ABOUT THIS EXERCISE: For this exercise, reproduce the entries below exactly, but only from the line containing "pub fn in_use(&self, group: usize)" through the line containing "let Some(g) = self.groups.get_mut(inst.group)", both included.

EXTRACTED ENTRIES:
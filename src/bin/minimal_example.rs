//! 最小示例仿真
//!
//! 两个产品、三类资源，按最早开始时间派发

use clap::Parser;
use mfgsim_rs::demo::build_minimal_plan;
use mfgsim_rs::factory::{AcquireMode, RunConfig, simulate};
use mfgsim_rs::operator::ScriptedOperator;
use mfgsim_rs::report::{check_schedule, render_table};
use mfgsim_rs::sim::SimTime;

#[derive(Debug, Parser)]
#[command(name = "minimal_example", about = "最小示例：2 个产品、Filter/Mixer/Dryer 各 1 台")]
struct Args {
    /// 仿真运行到的时间
    #[arg(long, default_value_t = 1_000)]
    until: u64,
    #[arg(long, default_value = "atomic")]
    acquire: AcquireMode,
}

fn main() {
    // 初始化 tracing
    tracing_subscriber::fmt()
        .with_env_filter(
            tracing_subscriber::EnvFilter::try_from_default_env()
                .unwrap_or_else(|_| tracing_subscriber::EnvFilter::new("info")),
        )
        .with_writer(std::io::stderr)
        .with_file(true)
        .with_line_number(true)
        .with_target(true)
        .init();

    let args = Args::parse();

    let plan = build_minimal_plan().expect("minimal plan is valid");
    let operator = ScriptedOperator::from_plan(&plan);
    let config = RunConfig {
        horizon: SimTime(args.until),
        acquire_mode: args.acquire,
        ..RunConfig::default()
    };
    let report = simulate(plan.clone(), operator, config).expect("run minimal plan");

    print!("{}", render_table(&report.rows()));
    let violations = check_schedule(&plan, &report.records);
    println!(
        "done @ {}: {} clashes={} violations={}",
        report.end_time,
        report.metrics,
        report.clashes(),
        violations.len()
    );
}
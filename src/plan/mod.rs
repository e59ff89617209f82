//! 生产计划
//!
//! JSON 计划格式（`spec`）与校验后的只读模型（`model`）。

mod model;
mod spec;

pub use model::{
    EarliestStart, PlanBuilder, PlannedActivity, PlannedProduct, Predecessor, ProductionPlan,
    TemporalRelation,
};
pub use spec::{
    ActivityRefSpec, ActivitySpec, EarliestStartSpec, FactorySpec, PLAN_SCHEMA_VERSION, PlanSpec,
    ProductSpec, TemporalRelationSpec,
};
//! 资源池
//!
//! 带类型的资源实例集合（相当于按资源组过滤的 store）：
//! - 获取：组内有空闲实例时立即取走编号最小的一个，否则进程在池中排队挂起；
//! - 归还：若有等待同组实例的进程，实例直接交给最早排队者，否则放回空闲集合。
//!
//! 任意时刻每组满足 `available + in_use == capacity`。

use std::collections::{BTreeSet, VecDeque};

use super::id::ProcessId;
use tracing::{trace, warn};

/// 一个物理资源实例：资源组 + 组内唯一编号
#[derive(Debug, Clone, Copy, PartialEq, Eq, PartialOrd, Ord, Hash)]
pub struct ResourceInstance {
    pub group: usize,
    pub id: usize,
}

/// `ResourcePool::acquire` 的结果
#[derive(Debug, Clone, Copy, PartialEq, Eq)]
pub enum Acquire {
    Ready(ResourceInstance),
    /// 无匹配实例，进程已加入等待队列
    Parked,
}

#[derive(Debug, Default)]
struct Group {
    capacity: usize,
    available: BTreeSet<usize>,
    in_use: BTreeSet<usize>,
}

#[derive(Debug, Default)]
pub struct ResourcePool {
    groups: Vec<Group>,
    waiters: VecDeque<(ProcessId, usize)>,
}

impl ResourcePool {
    /// 按各组容量创建全部实例（组内编号 `0..capacity`）
    pub fn new(capacities: &[usize]) -> Self {
        let groups = capacities
            .iter()
            .map(|&capacity| Group {
                capacity,
                available: (0..capacity).collect(),
                in_use: BTreeSet::new(),
            })
            .collect();
        Self {
            groups,
            waiters: VecDeque::new(),
        }
    }

    pub fn groups(&self) -> usize {
        self.groups.len()
    }

    pub fn capacity(&self, group: usize) -> usize {
        self.groups.get(group).map_or(0, |g| g.capacity)
    }

    pub fn available(&self, group: usize) -> usize {
        self.groups.get(group).map_or(0, |g| g.available.len())
    }

    pub fn in_use(&self, group: usize) -> usize {
        self.groups.get(group).map_or(0, |g| g.in_use.len())
    }

    /// 在池中挂起等待的进程数
    pub fn waiting(&self) -> usize {
        self.waiters.len()
    }

    /// 立即获取组内编号最小的空闲实例
    pub fn try_acquire(&mut self, group: usize) -> Option<ResourceInstance> {
        let g = self.groups.get_mut(group)?;
        let id = g.available.pop_first()?;
        g.in_use.insert(id);
        trace!(group, id, "取走资源实例");
        Some(ResourceInstance { group, id })
    }

    /// 获取一个实例；无空闲实例时让 `pid` 排队挂起。
    pub fn acquire(&mut self, group: usize, pid: ProcessId) -> Acquire {
        match self.try_acquire(group) {
            Some(inst) => Acquire::Ready(inst),
            None => {
                trace!(group, pid = pid.0, "无空闲实例，进程排队");
                self.waiters.push_back((pid, group));
                Acquire::Parked
            }
        }
    }

    /// 归还实例。若有进程在等待该组，返回 (被唤醒的进程, 交给它的实例)。
    pub fn release(&mut self, inst: ResourceInstance) -> Option<(ProcessId, ResourceInstance)> {
        let Some(g) = self.groups.get_mut(inst.group) else {
            warn!(?inst, "归还未知资源组的实例，忽略");
            return None;
        };
        if !g.in_use.contains(&inst.id) {
            warn!(?inst, "归还未被占用的实例，忽略");
            return None;
        }
        if let Some(pos) = self.waiters.iter().position(|&(_, grp)| grp == inst.group) {
            let (pid, _) = self.waiters.remove(pos)?;
            trace!(?inst, pid = pid.0, "实例直接交给等待进程");
            return Some((pid, inst));
        }
        g.in_use.remove(&inst.id);
        g.available.insert(inst.id);
        trace!(?inst, "实例放回资源池");
        None
    }
}
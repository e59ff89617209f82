//! 标识符类型
//!
//! 定义产品下标、活动 id、活动键与活动进程 id。

use serde::{Deserialize, Serialize};
use std::fmt;

/// 产品在生产计划中的下标（同一种产品可在计划中出现多次）
#[derive(Debug, Clone, Copy, PartialEq, Eq, PartialOrd, Ord, Hash, Serialize, Deserialize)]
#[serde(transparent)]
pub struct ProductIndex(pub usize);

/// 活动在所属产品内的 id
#[derive(Debug, Clone, Copy, PartialEq, Eq, PartialOrd, Ord, Hash, Serialize, Deserialize)]
#[serde(transparent)]
pub struct ActivityId(pub usize);

/// (产品下标, 活动 id)：日志、活跃集合与使用记录的键
#[derive(Debug, Clone, Copy, PartialEq, Eq, PartialOrd, Ord, Hash)]
pub struct ActivityKey {
    pub product: ProductIndex,
    pub activity: ActivityId,
}

impl ActivityKey {
    pub fn new(product: usize, activity: usize) -> Self {
        Self {
            product: ProductIndex(product),
            activity: ActivityId(activity),
        }
    }
}

/// 活动进程标识符（每次派发一个）
#[derive(Debug, Clone, Copy, PartialEq, Eq, Hash)]
pub struct ProcessId(pub usize);

impl fmt::Display for ProductIndex {
    fn fmt(&self, f: &mut fmt::Formatter<'_>) -> fmt::Result {
        write!(f, "{}", self.0)
    }
}

impl fmt::Display for ActivityId {
    fn fmt(&self, f: &mut fmt::Formatter<'_>) -> fmt::Result {
        write!(f, "{}", self.0)
    }
}

impl fmt::Display for ActivityKey {
    fn fmt(&self, f: &mut fmt::Formatter<'_>) -> fmt::Result {
        write!(f, "({}, {})", self.product, self.activity)
    }
}
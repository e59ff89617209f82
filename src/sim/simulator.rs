//! 仿真器
//!
//! 单线程协作式离散事件仿真器：维护虚拟时钟与事件队列。

use super::event::{Event, World};
use super::scheduled_event::{Priority, ScheduledEvent};
use super::time::SimTime;
use std::collections::BinaryHeap;
use tracing::{debug, info, trace, warn};

/// 事件驱动仿真器：维护当前时间与事件队列。
#[derive(Default)]
pub struct Simulator {
    now: SimTime,
    next_seq: u64,
    q: BinaryHeap<ScheduledEvent>,
    executed: u64,
    halted: bool,
}

impl Simulator {
    /// 获取当前仿真时间
    pub fn now(&self) -> SimTime {
        self.now
    }

    /// 队列中尚未执行的事件数
    pub fn pending(&self) -> usize {
        self.q.len()
    }

    /// 已执行的事件总数
    pub fn executed(&self) -> u64 {
        self.executed
    }

    /// 仿真是否已被致命错误终止
    pub fn is_halted(&self) -> bool {
        self.halted
    }

    /// 终止仿真：之后的 `run`/`run_until` 不再执行任何事件。
    pub fn halt(&mut self) {
        warn!(now = ?self.now, pending = self.q.len(), "仿真被终止");
        self.halted = true;
    }

    /// 调度事件在指定时间执行。早于当前时间的请求按当前时间处理。
    #[tracing::instrument(level = "trace", skip(self, ev), fields(event_type = std::any::type_name::<E>(), schedule_at = ?at))]
    pub fn schedule<E: Event>(&mut self, at: SimTime, ev: E) {
        self.push(at, Priority::Normal, Box::new(ev));
    }

    /// 在当前时间调度事件（排在同一时间戳已有的普通事件之后）。
    pub fn schedule_now<E: Event>(&mut self, ev: E) {
        self.schedule(self.now, ev);
    }

    /// 在当前时间调度紧急事件：先于该时刻所有已排队的普通事件执行，
    /// 紧急事件之间仍按调度顺序。
    pub fn schedule_urgent<E: Event>(&mut self, ev: E) {
        self.push(self.now, Priority::Urgent, Box::new(ev));
    }

    fn push(&mut self, at: SimTime, priority: Priority, ev: Box<dyn Event>) {
        let at = at.max(self.now);
        let seq = self.next_seq;
        self.next_seq = self.next_seq.wrapping_add(1);
        self.q.push(ScheduledEvent {
            at,
            priority,
            seq,
            ev,
        });
        trace!(now = ?self.now, ?priority, seq, queue_size = self.q.len(), "事件已加入队列");
    }

    fn step(&mut self, item: ScheduledEvent, world: &mut dyn World) {
        self.now = item.at;
        self.executed = self.executed.saturating_add(1);
        trace!(now = ?self.now, seq = item.seq, remaining_queue = self.q.len(), "执行事件");
        item.ev.execute(self, world);
        world.on_tick(self);
    }

    /// 运行直到事件队列为空或到达 `until`。`until` 时刻的事件不执行，时钟停在 `until`。
    pub fn run_until(&mut self, until: SimTime, world: &mut dyn World) {
        while !self.halted {
            match self.q.peek() {
                Some(top) if top.at < until => {}
                _ => break,
            }
            let Some(item) = self.q.pop() else { break };
            self.step(item, world);
        }
        if !self.halted {
            self.now = self.now.max(until);
        }
    }

    /// 运行所有事件直到队列为空。
    #[tracing::instrument(skip(self, world))]
    pub fn run(&mut self, world: &mut dyn World) {
        info!("▶️  开始运行仿真");
        debug!(now = ?self.now, queue_size = self.q.len(), "初始状态");

        while !self.halted {
            let Some(item) = self.q.pop() else { break };
            self.step(item, world);
        }

        info!(
            total_events = self.executed,
            final_time = ?self.now,
            "✅ 仿真完成"
        );
    }
}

ANSWER SECTION:
    pub fn in_use(&self, group: usize) -> usize {
        self.groups.get(group).map_or(0, |g| g.in_use.len())
    }

    /// 在池中挂起等待的进程数
    pub fn waiting(&self) -> usize {
        self.waiters.len()
    }

    /// 立即获取组内编号最小的空闲实例
    pub fn try_acquire(&mut self, group: usize) -> Option<ResourceInstance> {
        let g = self.groups.get_mut(group)?;
        let id = g.available.pop_first()?;
        g.in_use.insert(id);
        trace!(group, id, "取走资源实例");
        Some(ResourceInstance { group, id })
    }

    /// 获取一个实例；无空闲实例时让 `pid` 排队挂起。
    pub fn acquire(&mut self, group: usize, pid: ProcessId) -> Acquire {
        match self.try_acquire(group) {
            Some(inst) => Acquire::Ready(inst),
            None => {
                trace!(group, pid = pid.0, "无空闲实例，进程排队");
                self.waiters.push_back((pid, group));
                Acquire::Parked
            }
        }
    }

    /// 归还实例。若有进程在等待该组，返回 (被唤醒的进程, 交给它的实例)。
    pub fn release(&mut self, inst: ResourceInstance) -> Option<(ProcessId, ResourceInstance)> {
        let Some(g) = self.groups.get_mut(inst.group) else {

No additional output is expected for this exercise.